──────── MATERIAL SHOWN

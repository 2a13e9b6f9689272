// Copyright (c) 2025 Steve Wagner (ciroque@live.com)
// SPDX-License-Identifier: MIT

use serde_json::Value;
use std::time::Duration;

use crate::errors::StoreResult;
use crate::observability::messages::artifacts::ArtifactsRegistered;
use crate::observability::messages::cache::{
    CacheBypassed, CacheHit, CacheInvalidated, CacheMiss, RunsSuperseded,
};
use crate::observability::messages::StructuredLog;
use crate::store::{ArtifactRecord, ModuleRun, NewArtifactRecord, NewModuleRun, RunStore};

/// An authoritative module run that can stand in for a fresh execution.
#[derive(Debug, Clone)]
pub struct CachedResult {
    pub module_run: ModuleRun,
    pub artifacts: Vec<ArtifactRecord>,
}

impl CachedResult {
    pub fn module_run_id(&self) -> i64 {
        self.module_run.id
    }

    pub fn output_hash(&self) -> Option<&str> {
        self.module_run.output_hash.as_deref()
    }

    /// The payload the module produced when it ran.
    pub fn payload(&self) -> Option<Value> {
        self.module_run.outputs()
    }
}

/// Cache decisions and module run bookkeeping on top of the run store.
///
/// The cache never looks at determinism tiers. Callers decide whether a run
/// is cacheable and the cache records exactly that.
#[derive(Debug, Clone)]
pub struct ModuleCache {
    store: RunStore,
}

fn duration_ms(duration: Duration) -> i64 {
    i64::try_from(duration.as_millis()).unwrap_or(i64::MAX)
}

impl ModuleCache {
    pub fn new(store: RunStore) -> Self {
        Self { store }
    }

    pub fn store(&self) -> &RunStore {
        &self.store
    }

    /// Look up a reusable result. `None` means the module has to run.
    ///
    /// A run whose registered artifacts are no longer on disk is not reused.
    pub async fn should_run(
        &self,
        transcript_id: i64,
        module_name: &str,
        module_version: &str,
        input_hash: &str,
    ) -> StoreResult<Option<CachedResult>> {
        let Some(module_run) = self
            .store
            .find_cacheable_run(transcript_id, module_name, module_version, input_hash)
            .await?
        else {
            CacheMiss {
                module: module_name,
                input_hash,
            }
            .log();
            return Ok(None);
        };

        let artifacts = self.store.artifacts_for_module_run(module_run.id).await?;
        if let Some(missing) = artifacts.iter().find(|a| !a.absolute_path().is_file()) {
            CacheInvalidated {
                module: module_name,
                module_run_id: module_run.id,
                missing: &missing.artifact_key,
            }
            .log();
            return Ok(None);
        }

        CacheHit {
            module: module_name,
            module_run_id: module_run.id,
        }
        .log();
        Ok(Some(CachedResult {
            module_run,
            artifacts,
        }))
    }

    /// Open an in-progress module run.
    pub async fn start_run(&self, new_run: &NewModuleRun<'_>) -> StoreResult<ModuleRun> {
        if let Some(reason) = new_run.cache_reason {
            CacheBypassed {
                module: new_run.module_name,
                reason: reason.as_str(),
            }
            .log();
        }
        self.store.create_module_run(new_run).await
    }

    /// Complete a module run. A cacheable completion supersedes the previous
    /// authoritative run for the same key in the same transaction.
    pub async fn record_completion(
        &self,
        module_run: &ModuleRun,
        output_hash: &str,
        is_cacheable: bool,
        payload: &Value,
        duration: Duration,
    ) -> StoreResult<u64> {
        self.record_completion_with_artifacts(
            module_run,
            output_hash,
            is_cacheable,
            payload,
            duration,
            &[],
        )
        .await
        .map(|(superseded, _)| superseded)
    }

    /// [`record_completion`](Self::record_completion) that indexes the run's
    /// prepared artifacts in the same transaction. On error nothing is
    /// written and the run stays in progress.
    pub async fn record_completion_with_artifacts(
        &self,
        module_run: &ModuleRun,
        output_hash: &str,
        is_cacheable: bool,
        payload: &Value,
        duration: Duration,
        artifacts: &[NewArtifactRecord],
    ) -> StoreResult<(u64, Vec<ArtifactRecord>)> {
        let outputs_json = serde_json::to_string(payload)?;
        let (superseded, records) = self
            .store
            .complete_module_run_with_artifacts(
                module_run.id,
                output_hash,
                Some(&outputs_json),
                is_cacheable,
                duration_ms(duration),
                artifacts,
            )
            .await?;

        if !records.is_empty() {
            ArtifactsRegistered {
                module: &module_run.module_name,
                module_run_id: module_run.id,
                count: records.len(),
            }
            .log();
        }
        if superseded > 0 {
            RunsSuperseded {
                module: &module_run.module_name,
                module_run_id: module_run.id,
                superseded,
            }
            .log();
        }
        Ok((superseded, records))
    }

    pub async fn record_failure(&self, module_run: &ModuleRun, duration: Duration) -> StoreResult<()> {
        self.store
            .fail_module_run(module_run.id, duration_ms(duration))
            .await
    }

    /// Record in `pipeline_run_id` that `cached` was reused.
    pub async fn record_cache_hit(
        &self,
        pipeline_run_id: i64,
        cached: &CachedResult,
    ) -> StoreResult<ModuleRun> {
        self.store
            .record_cache_hit(pipeline_run_id, &cached.module_run)
            .await
    }
}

────────────────

**TASK INSTRUCTIONS**
Repeat, exactly as they stand above, the lines from the line with "pub async fn start_run(&self, new_run: &NewModuleRun<'_>)" to the line with "if superseded >", both lines included.

**RESPONSE AREA**
    pub async fn start_run(&self, new_run: &NewModuleRun<'_>) -> StoreResult<ModuleRun> {
        if let Some(reason) = new_run.cache_reason {
            CacheBypassed {
                module: new_run.module_name,
                reason: reason.as_str(),
            }
            .log();
        }
        self.store.create_module_run(new_run).await
    }

    /// Complete a module run. A cacheable completion supersedes the previous
    /// authoritative run for the same key in the same transaction.
    pub async fn record_completion(
        &self,
        module_run: &ModuleRun,
        output_hash: &str,
        is_cacheable: bool,
        payload: &Value,
        duration: Duration,
    ) -> StoreResult<u64> {
        self.record_completion_with_artifacts(
            module_run,
            output_hash,
            is_cacheable,
            payload,
            duration,
            &[],
        )
        .await
        .map(|(superseded, _)| superseded)
    }

    /// [`record_completion`](Self::record_completion) that indexes the run's
    /// prepared artifacts in the same transaction. On error nothing is
    /// written and the run stays in progress.
    pub async fn record_completion_with_artifacts(
        &self,
        module_run: &ModuleRun,
        output_hash: &str,
        is_cacheable: bool,
        payload: &Value,
        duration: Duration,
        artifacts: &[NewArtifactRecord],
    ) -> StoreResult<(u64, Vec<ArtifactRecord>)> {
        let outputs_json = serde_json::to_string(payload)?;
        let (superseded, records) = self
            .store
            .complete_module_run_with_artifacts(
                module_run.id,
                output_hash,
                Some(&outputs_json),
                is_cacheable,
                duration_ms(duration),
                artifacts,
            )
            .await?;

        if !records.is_empty() {
            ArtifactsRegistered {
                module: &module_run.module_name,
                module_run_id: module_run.id,
                count: records.len(),
            }
            .log();
        }
        if superseded > 0 {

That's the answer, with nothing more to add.